Having multiple scoreboards allows multiple users to keep track of different sets of events easily without being distracted by events that are of no interest to them.

In a similar way to thresholding regimes, event groups can also be configured to run notification profiles that carry out a series of actions when certain trigger conditions are satisfied.

Event groups have three possible trigger conditions:

1. When the first event enters the group, invoke notification profiles

2. When the first event on an object enters the group, invoke notification profiles

3. When any event enters the group, invoke notification profiles

For a description of tools used with event groups, see the "About Thresholding Regimes" section and the "About Notification Profiles" section.

Creating and Using Scoreboards

You can create a scoreboard to display the alarms you are interested in. For example, you might create a single scoreboard to display the critical, major, and minor alarms received for your entire network, as well as alarms site-by-site.

The major tasks are:

Create a scoreboard using the Notification Profiles application

Using the event group application, create an event group for the alarm criteria you are interested in

Add the event group to the scoreboard

Two examples are provided in the next section.

Scoreboard Example 1

Use a scoreboard to monitor all alarms on a network using the following procedure:


Step 1 In Notification Profiles, create a notification to display a pop-up window.

Step 2 Create a new event group by doing the following:

a. On the Launchpad, click Event Groups.

b. Choose Edit > Create > Event Group.

c. Fill in a name and description for the group.

d. Click Edit Query to modify the default query.

e. For Severity, choose Critical/Major/Minor.

f. Choose File > Exit. You are prompted to save the query. Click Yes.

g. Click Forward.

h. From the list of trigger conditions, choose Trigger every time an event enters the Event Group.

i. Click Edit.

j. From the list of notification profiles, select the pop-up window.

k. Click Finish.

l. Click Forward.

m. Click Finish.


Example 2

Use a scoreboard to monitor alarms at a particular site using the following procedure:


Step 1 Create a new event group as described in Example 1.

Step 2 For Severity, choose Critical/Major/Minor.

Step 3 For Event Status, keep the default, Active Only.

Step 4 For Object Scope, select all objects for the desired site.

Step 5 Click Finish.

Step 6 In Notification Profiles, select the scoreboard used in Example 1 and add the Event Group.

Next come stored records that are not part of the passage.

//! Cache root directory: enumeration, statistics and maintenance

use crate::diagnostics::{CacheEvent, Diagnostics};
use crate::instance::{CacheInstance, PayloadKind, directory_size};
use crate::{Error, Result};
use chrono::{DateTime, Utc};
use serde::Serialize;
use std::fs;
use std::path::{Path, PathBuf};
use std::time::{Duration, SystemTime};

/// A directory holding zero or more cache instances.
///
/// Every direct subdirectory is treated as an instance, committed or not.
#[derive(Debug, Clone, PartialEq, Eq)]
pub struct CacheRoot {
    path: PathBuf,
}

/// Aggregate size of a cache root
#[derive(Debug, Clone, Copy, Default, PartialEq, Eq, Serialize)]
pub struct RootStats {
    /// Number of instance directories
    pub instance_count: usize,
    /// Sum of all file sizes under the root
    pub total_size_bytes: u64,
}

impl RootStats {
    /// Total size in MiB
    #[must_use]
    #[allow(clippy::cast_precision_loss)]
    pub fn total_size_mb(&self) -> f64 {
        self.total_size_bytes as f64 / (1024.0 * 1024.0)
    }
}

/// Inspection record for one instance
#[derive(Debug, Clone, PartialEq, Eq, Serialize)]
pub struct InstanceInfo {
    /// Instance id
    pub id: String,
    /// Whether the descriptor record exists
    pub committed: bool,
    /// Payload present on disk, if any
    pub payload_kind: Option<PayloadKind>,
    /// Last usage, or directory modification time as a fallback
    pub last_used_at: Option<DateTime<Utc>>,
    /// Size of all files in the instance
    pub size_bytes: u64,
}

impl CacheRoot {
    /// Open `path` as a cache root, creating the directory if needed.
    ///
    /// The parent directory must already exist.
    pub fn open(path: impl Into<PathBuf>) -> Result<Self> {
        let path = path.into();
        if path.is_dir() {
            return Ok(Self { path });
        }
        if path.exists() {
            return Err(Error::configuration(format!(
                "Cache root '{}' exists but is not a directory",
                path.display()
            )));
        }
        let parent_exists = path
            .parent()
            .is_none_or(|p| p.as_os_str().is_empty() || p.is_dir());
        if !parent_exists {
            return Err(Error::configuration(format!(
                "Parent directory of cache root '{}' does not exist",
                path.display()
            )));
        }
        fs::create_dir(&path).map_err(|e| Error::io(e, &path, "create_dir"))?;
        tracing::info!(root = %path.display(), "Created cache root");
        Ok(Self { path })
    }

    /// Root directory
    #[must_use]
    pub fn path(&self) -> &Path {
        &self.path
    }

    /// All instance directories, sorted by id.
    pub fn instances(&self) -> Result<Vec<CacheInstance>> {
        let entries =
            fs::read_dir(&self.path).map_err(|e| Error::io(e, &self.path, "read_dir"))?;
        let mut instances = Vec::new();
        for entry in entries {
            let entry = entry.map_err(|e| Error::io(e, &self.path, "read_dir_entry"))?;
            let path = entry.path();
            if !path.is_dir() {
                continue;
            }
            match CacheInstance::from_path(path) {
                Some(instance) => instances.push(instance),
                None => tracing::warn!(
                    path = %entry.path().display(),
                    "Ignoring cache directory with a non UTF-8 name"
                ),
            }
        }
        instances.sort_by(|a, b| a.id().cmp(b.id()));
        Ok(instances)
    }

    /// Instance count and recursive size of every file under the root.
    pub fn stats(&self) -> Result<RootStats> {
        let instance_count = self.instances()?.len();
        Ok(RootStats {
            instance_count,
            total_size_bytes: directory_size(&self.path),
        })
    }

    /// Delete every instance directory.
    ///
    /// Each directory is attempted even if an earlier one fails. Returns the
    /// number removed, or [`Error::ClearIncomplete`] naming the failures.
    pub fn clear(&self) -> Result<usize> {
        let mut removed = 0;
        let mut failed = Vec::new();
        for instance in self.instances()? {
            match instance.remove() {
                Ok(()) => removed += 1,
                Err(e) => {
                    tracing::warn!(instance = %instance.id(), "Failed to remove cache instance: {e}");
                    failed.push(instance.path().to_path_buf());
                }
            }
        }
        tracing::info!(root = %self.path.display(), removed, "Cleared cache root");
        if failed.is_empty() {
            Ok(removed)
        } else {
            Err(Error::ClearIncomplete { failed })
        }
    }

    /// Per-instance inspection records, sorted by id.
    pub fn instance_infos(&self) -> Result<Vec<InstanceInfo>> {
        Ok(self
            .instances()?
            .into_iter()
            .map(|instance| InstanceInfo {
                committed: instance.is_committed(),
                payload_kind: instance.payload_kind(),
                last_used_at: instance.last_used_at().map(DateTime::<Utc>::from),
                size_bytes: instance.size_bytes(),
                id: instance.id().to_string(),
            })
            .collect())
    }

    /// Delete uncommitted instances whose directory is older than `min_age`.
    ///
    /// Younger ones may belong to a computation still in progress and are left
    /// alone.
    pub fn sweep_orphans(&self, min_age: Duration, diagnostics: &dyn Diagnostics) -> Result<usize> {
        let now = SystemTime::now();
        let mut swept = 0;
        for instance in self.instances()? {
            if instance.is_committed() {
                continue;
            }
            let age = instance
                .modified_at()
                .ok()
                .and_then(|at| now.duration_since(at).ok())
                .unwrap_or(Duration::ZERO);
            if age < min_age {
                continue;
            }
            match instance.remove() {
                Ok(()) => {
                    swept += 1;
                    diagnostics.emit(CacheEvent::OrphanSwept {
                        instance: instance.id().to_string(),
                    });
                }
                Err(e) => tracing::warn!(
                    instance = %instance.id(),
                    "Failed to remove uncommitted cache instance: {e}"
                ),
            }
        }
        Ok(swept)
    }
}
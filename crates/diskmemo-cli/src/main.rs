//! `diskmemo`: inspect and maintain diskmemo cache roots

mod cli;
mod commands;
mod tracing;

use crate::commands::Command;
use crate::tracing::{TracingConfig, TracingFormat};

fn main() {
    if let Err(error) = run() {
        eprintln!("{error:?}");
        std::process::exit(1);
    }
}

fn run() -> miette::Result<()> {
    let cli = cli::parse();

    let tracing_config = TracingConfig {
        format: if cli.json {
            TracingFormat::Json
        } else {
            TracingFormat::Compact
        },
        level: cli.level.into(),
        ..Default::default()
    };
    crate::tracing::init_tracing(tracing_config)?;

    let config = cli.cache_config()?;
    let command: Command = cli.command.into();
    let output = commands::execute(&command, &cli.name, &config, cli.format)?;

    #[allow(clippy::print_stdout)]
    {
        println!("{output}");
    }
    Ok(())
}
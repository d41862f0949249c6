//! Least-recently-used eviction under size and count ceilings
//!
//! Runs after every successful commit. Instances are ranked by their
//! last-usage marker (falling back to the directory modification time) and
//! removed oldest first until the root fits the configured limits. The
//! freshly committed instance is exempt, and the root is never emptied.

use crate::diagnostics::{CacheEvent, Diagnostics};
use crate::instance::CacheInstance;
use crate::root::{CacheRoot, RootStats};
use crate::{Error, Result};
use serde::{Deserialize, Serialize};
use std::time::{SystemTime, UNIX_EPOCH};

/// Size and count ceilings for a cache root
#[derive(Debug, Clone, Copy, Default, PartialEq, Eq, Serialize, Deserialize)]
pub struct EvictionPolicy {
    /// Maximum total size of the root in bytes
    pub max_total_size_bytes: Option<u64>,
    /// Maximum number of instances in the root
    pub max_instance_count: Option<usize>,
}

/// Outcome of one eviction pass
#[derive(Debug, Clone, Default, PartialEq, Eq, Serialize)]
pub struct EvictionReport {
    /// Ids of removed instances, in removal order
    pub evicted: Vec<String>,
    /// Root statistics after the pass
    pub stats: RootStats,
    /// Whether limits are still exceeded
    pub shortfall: bool,
}

impl EvictionPolicy {
    /// No limits
    #[must_use]
    pub const fn unlimited() -> Self {
        Self {
            max_total_size_bytes: None,
            max_instance_count: None,
        }
    }

    /// Whether any configured limit is set
    #[must_use]
    pub const fn is_limited(&self) -> bool {
        self.max_total_size_bytes.is_some() || self.max_instance_count.is_some()
    }

    /// Whether `stats` violate any configured limit
    #[must_use]
    pub fn is_exceeded(&self, stats: &RootStats) -> bool {
        self.max_total_size_bytes
            .is_some_and(|max| stats.total_size_bytes > max)
            || self
                .max_instance_count
                .is_some_and(|max| stats.instance_count > max)
    }

    /// Reject zero limits
    pub fn validate(&self) -> Result<()> {
        if self.max_total_size_bytes == Some(0) {
            return Err(Error::configuration(
                "max_total_size_bytes must be greater than zero",
            ));
        }
        if self.max_instance_count == Some(0) {
            return Err(Error::configuration(
                "max_instance_count must be greater than zero",
            ));
        }
        Ok(())
    }

    /// Remove least recently used instances other than `exempt` until the
    /// root satisfies this policy or only one instance remains.
    pub fn enforce(
        &self,
        root: &CacheRoot,
        exempt: &str,
        diagnostics: &dyn Diagnostics,
    ) -> Result<EvictionReport> {
        let mut stats = root.stats()?;
        let mut report = EvictionReport {
            stats,
            ..EvictionReport::default()
        };
        if !self.is_exceeded(&stats) {
            return Ok(report);
        }

        tracing::info!(
            instance_count = stats.instance_count,
            total_size_bytes = stats.total_size_bytes,
            max_total_size_bytes = ?self.max_total_size_bytes,
            max_instance_count = ?self.max_instance_count,
            "Cache root exceeds its limits, evicting least recently used instances"
        );

        let candidates = rank_candidates(root, exempt, diagnostics)?;
        for candidate in candidates {
            if !self.is_exceeded(&stats) || stats.instance_count <= 1 {
                break;
            }
            match candidate.remove() {
                Ok(()) => {
                    diagnostics.emit(CacheEvent::Evicted {
                        instance: candidate.id().to_string(),
                    });
                    report.evicted.push(candidate.id().to_string());
                }
                Err(e) => diagnostics.emit(CacheEvent::EvictionFailed {
                    instance: candidate.id().to_string(),
                    reason: e.to_string(),
                }),
            }
            stats = root.stats()?;
        }

        report.stats = stats;
        if self.is_exceeded(&stats) {
            report.shortfall = true;
            diagnostics.emit(CacheEvent::EvictionShortfall {
                instance_count: stats.instance_count,
                total_size_bytes: stats.total_size_bytes,
                max_total_size_bytes: self.max_total_size_bytes,
                max_instance_count: self.max_instance_count,
            });
        }
        Ok(report)
    }
}

/// Every instance except `exempt`, least recently used first.
fn rank_candidates(
    root: &CacheRoot,
    exempt: &str,
    diagnostics: &dyn Diagnostics,
) -> Result<Vec<CacheInstance>> {
    let mut ranked: Vec<(SystemTime, CacheInstance)> = root
        .instances()?
        .into_iter()
        .filter(|instance| instance.id() != exempt)
        .map(|instance| (ranking_time(&instance, diagnostics), instance))
        .collect();
    ranked.sort_by(|(ta, a), (tb, b)| ta.cmp(tb).then_with(|| a.id().cmp(b.id())));
    Ok(ranked.into_iter().map(|(_, instance)| instance).collect())
}

fn ranking_time(instance: &CacheInstance, diagnostics: &dyn Diagnostics) -> SystemTime {
    match instance.usage_marker() {
        Ok(Some(at)) => return at,
        Ok(None) => {}
        Err(e) => diagnostics.emit(CacheEvent::UsageMarkerUnreadable {
            instance: instance.id().to_string(),
            reason: e.to_string(),
        }),
    }
    instance.modified_at().unwrap_or(UNIX_EPOCH)
}

#[cfg(test)]
mod tests {
    use super::*;
    use crate::diagnostics::CollectedDiagnostics;
    use crate::instance::{DESCRIPTOR_FILENAME, LAST_USAGE_FILENAME, SINGLE_PAYLOAD_FILENAME};
    use std::fs;
    use tempfile::TempDir;

    fn make_instance(root: &CacheRoot, id: &str, used_at_nanos: u64, size: usize) {
        let dir = root.path().join(id);
        fs::create_dir(&dir).unwrap();
        fs::write(dir.join(SINGLE_PAYLOAD_FILENAME), vec![0_u8; size]).unwrap();
        fs::write(dir.join(DESCRIPTOR_FILENAME), "").unwrap();
        fs::write(dir.join(LAST_USAGE_FILENAME), used_at_nanos.to_string()).unwrap();
    }

    fn remaining(root: &CacheRoot) -> Vec<String> {
        root.instances()
            .unwrap()
            .iter()
            .map(|i| i.id().to_string())
            .collect()
    }

    #[test]
    fn test_within_limits_is_noop() {
        let tmp = TempDir::new().unwrap();
        let root = CacheRoot::open(tmp.path()).unwrap();
        make_instance(&root, "a", 1, 10);
        let policy = EvictionPolicy {
            max_instance_count: Some(1),
            ..EvictionPolicy::default()
        };
        let report = policy
            .enforce(&root, "a", &CollectedDiagnostics::new())
            .unwrap();
        assert!(report.evicted.is_empty());
        assert!(!report.shortfall);
    }

    #[test]
    fn test_count_limit_evicts_least_recently_used() {
        let tmp = TempDir::new().unwrap();
        let root = CacheRoot::open(tmp.path()).unwrap();
        make_instance(&root, "a", 300, 1);
        make_instance(&root, "b", 100, 1);
        make_instance(&root, "c", 200, 1);
        make_instance(&root, "new", 50, 1);

        let policy = EvictionPolicy {
            max_instance_count: Some(2),
            ..EvictionPolicy::default()
        };
        let sink = CollectedDiagnostics::new();
        let report = policy.enforce(&root, "new", &sink).unwrap();
        assert_eq!(report.evicted, ["b", "c"]);
        assert_eq!(remaining(&root), ["a", "new"]);
        assert!(sink.warnings().is_empty());
    }

    #[test]
    fn test_size_limit_never_removes_exempt_instance() {
        let tmp = TempDir::new().unwrap();
        let root = CacheRoot::open(tmp.path()).unwrap();
        make_instance(&root, "old", 1, 100);
        make_instance(&root, "new", 2, 1000);

        let policy = EvictionPolicy {
            max_total_size_bytes: Some(500),
            ..EvictionPolicy::default()
        };
        let sink = CollectedDiagnostics::new();
        let report = policy.enforce(&root, "new", &sink).unwrap();
        assert_eq!(report.evicted, ["old"]);
        assert!(report.shortfall);
        assert_eq!(remaining(&root), ["new"]);
        assert!(matches!(
            sink.warnings().as_slice(),
            [CacheEvent::EvictionShortfall { instance_count: 1, .. }]
        ));
    }

    #[test]
    fn test_unreadable_marker_is_reported_and_ranked_by_mtime() {
        let tmp = TempDir::new().unwrap();
        let root = CacheRoot::open(tmp.path()).unwrap();
        make_instance(&root, "a", 1, 1);
        make_instance(&root, "b", 2, 1);
        fs::write(root.path().join("b").join(LAST_USAGE_FILENAME), "soon").unwrap();

        let sink = CollectedDiagnostics::new();
        let ranked = rank_candidates(&root, "none", &sink).unwrap();
        // "a" claims a last use in 1970, "b" falls back to a recent mtime
        assert_eq!(ranked[0].id(), "a");
        assert_eq!(ranked[1].id(), "b");
        assert!(matches!(
            sink.warnings().as_slice(),
            [CacheEvent::UsageMarkerUnreadable { instance, .. }] if instance == "b"
        ));
    }

    #[test]
    fn test_zero_limits_are_rejected() {
        let policy = EvictionPolicy {
            max_instance_count: Some(0),
            ..EvictionPolicy::default()
        };
        assert!(policy.validate().is_err());
        assert!(EvictionPolicy::unlimited().validate().is_ok());
        assert!(!EvictionPolicy::unlimited().is_limited());
    }
}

Setting Threshold Crossing Alerts

You can trigger a threshold crossing alert (TCA) when a particular performance indicator crosses a specific threshold. In the example here, a TCA is created to alert you when the CPU utilization of a Cisco PGW 2200 Softswitch host crosses a specified threshold.

Task 1

Use the following procedure to create an object group for a Cisco PGW 2200 Softswitch host processor:


Step 1 On the Launchpad, right-click Object Group and choose Create New Group.

Step 2 Fill in a name and description for the group.

Step 3 Click Query Setup, and click Add Object(s).

Step 4 In the Host View, select the Cisco PGW 2200 Softswitch host, and choose the Processor-1 object.

Step 5 Click Apply, to add this object to the group. You can add similar objects from the other deployed Cisco PGW 2200 Softswitch hosts if you have multiple hosts deployed.

Step 6 Click File > Close, and save the query when prompted.

Step 7 Click File > Close again, and save object group changes when prompted.


Task 2

Use the following procedure to create a trigger condition:


Step 1 On the Launchpad, click Thresholds.

Step 2 Click Edit > Create New Thresholding Regime.

Step 3 Give the regime a name and a description.

Step 4 From the object group, choose the object group created in Task 1.

Step 5 Click Forward.

Step 6 Click Add to create a new threshold.

Step 7 From the list of attributes, choose mgcProcessor.

Step 8 Under that object, choose HOST-RESOURCES-MIB.hrProcessorTablemgcProcessor.

Step 9 Under that object, choose hrProcessorTable, and then choose Utilization.

Step 10 Choose (>) from the list of operators.

Step 11 Specify a value, such as 70, and click Add. A trigger condition is created.

Step 12 Click Forward, and choose whether to use the default reset condition.

Step 13 Click Forward, and specify how often the trigger or reset condition should be checked.

Step 14 Click Forward, and choose the notification profile to associate the new thresholding profile.

Step 15 Click Finish.

Step 16 Click Forward to activate the thresholding regime.

Step 17 Click Forward and Finish to save the thresholding regime.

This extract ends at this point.